I can see a nineteenth-century British colonial officer, for instance, plausibly feel what was then known as the White Man’s Burden. By the end of the nineteenth century, anesthetics, germ theory, and improved hygiene were keeping people in Europe alive a lot longer. Mechanized farming and new food storage methods were eliminating famine. It’s not implausible that an intelligent, kind man might want to bring these blessings to places in the world where people still lived needlessly short, hard, hungry lives.

Remember that, within the limitations of past societies, people still found ways to be human. Marriages were matters of commerce in the middle ages, but romantic love flourished in extramarital affairs – Lancelot and Guenivere, Tristan and Isolde, just about anyone in Boccacio’s Decameron. Uncle Tom of Uncle Tom’s Cabin has come to represent African Americans who tolerate and enable bigotry.
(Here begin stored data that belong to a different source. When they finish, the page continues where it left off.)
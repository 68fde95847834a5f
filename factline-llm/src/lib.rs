//! factline LLM - fallback generation
//!
//! The text-completion capability is an external collaborator behind
//! [`TextCompletion`]. This crate owns the invocation policy around it: the
//! prompt, the timeout, and how a reply is accepted or rejected
//! ([`FallbackGenerator`]). An OpenAI-compatible HTTP client is provided in
//! [`providers`].

pub mod generator;
pub mod providers;

pub use generator::{
    fact_prompt, interpret_output, FallbackGenerator, GeneratedFact, DEFAULT_TIMEOUT,
    MAX_FACT_CHARS, MIN_FACT_CHARS,
};
pub use providers::OpenAiCompletionClient;

use async_trait::async_trait;
use factline_core::LlmError;
use serde::{Deserialize, Serialize};

// ============================================================================
// TEXT COMPLETION TRAIT
// ============================================================================

/// Options for a single completion call.
#[derive(Debug, Clone, PartialEq, Serialize, Deserialize)]
pub struct CompletionOptions {
    /// Maximum tokens in the completion.
    pub max_tokens: u32,
    /// Sampling temperature, 0.0 to 2.0.
    pub temperature: f32,
    /// Optional system instruction sent ahead of the prompt.
    pub system: Option<String>,
}

impl Default for CompletionOptions {
    fn default() -> Self {
        Self {
            max_tokens: 120,
            temperature: 0.7,
            system: None,
        }
    }
}

impl CompletionOptions {
    pub fn with_max_tokens(mut self, max_tokens: u32) -> Self {
        self.max_tokens = max_tokens;
        self
    }

    pub fn with_temperature(mut self, temperature: f32) -> Self {
        self.temperature = temperature;
        self
    }

    pub fn with_system(mut self, system: impl Into<String>) -> Self {
        self.system = Some(system.into());
        self
    }
}

/// Opaque text-completion capability.
/// Implementations must be thread-safe (Send + Sync).
///
/// # Example
/// ```ignore
/// struct LocalModel { /* ... */ }
///
/// #[async_trait]
/// impl TextCompletion for LocalModel {
///     async fn complete(&self, prompt: &str, options: &CompletionOptions) -> Result<String, LlmError> {
///         // Run the model
///     }
///
///     fn provider_name(&self) -> &str {
///         "local"
///     }
/// }
/// ```
#[async_trait]
pub trait TextCompletion: Send + Sync {
    /// Complete `prompt` and return the raw text.
    async fn complete(&self, prompt: &str, options: &CompletionOptions) -> Result<String, LlmError>;

    /// Short provider name used in errors and logs.
    fn provider_name(&self) -> &str;
}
But at the time Harriet Beecher Stowe wrote the book, Tom’s meek submission to his cruel masters would have been seen as a noble embodiment of his Christian ideals. It made him, in the eyes of Stowe’s readers, a better Christian than his oppressors, which was a radical concept at the time.

Even when your characters find ways to be human, they need to do so in ways that fit with their times. Priscilla Royel’s Covenant with Hell features a nun -- Prioress Eleanor -- and a monk -- Brother Thomas – as the detectives. As you might expect for two members of religious orders in the mid-thirteenth century, Eleanor and Thomas are very concerned with the state of their souls. At one point, Eleanor walks the final mile of a pilgrimage barefoot, cutting up her feet, then worries that she may have committed the sin of pride for being excessively humble. When Thomas is treated with contempt by a priest, he feels he is being uncharitable in feeling insulted.

But within this very medieval worldview, they find a humanity that modern readers will still recognize. They feel nothing but compassion for a starving street urchin who was raped near the altar of a shrine, for instance – the priest who insulted Thomas considers her a child of the devil for desecrating a holy site and refusing to repent. And Thomas, who is homosexual, feels that his attraction to men is a sin, but not deeply enough to actually confess it. At some deeper level, he feels he’s doing nothing wrong.

This is the main reason to do the work needed to project yourself into the heads of characters who believe things most of us find ridiculous or abhorrent. If you can reach beyond their cultures – and ours – you will find a deeper level of humanity that’s common to all of us. Getting in touch with that more fundamental humanity forces you to grow as a writer and lets you deliver a memorable reading experience.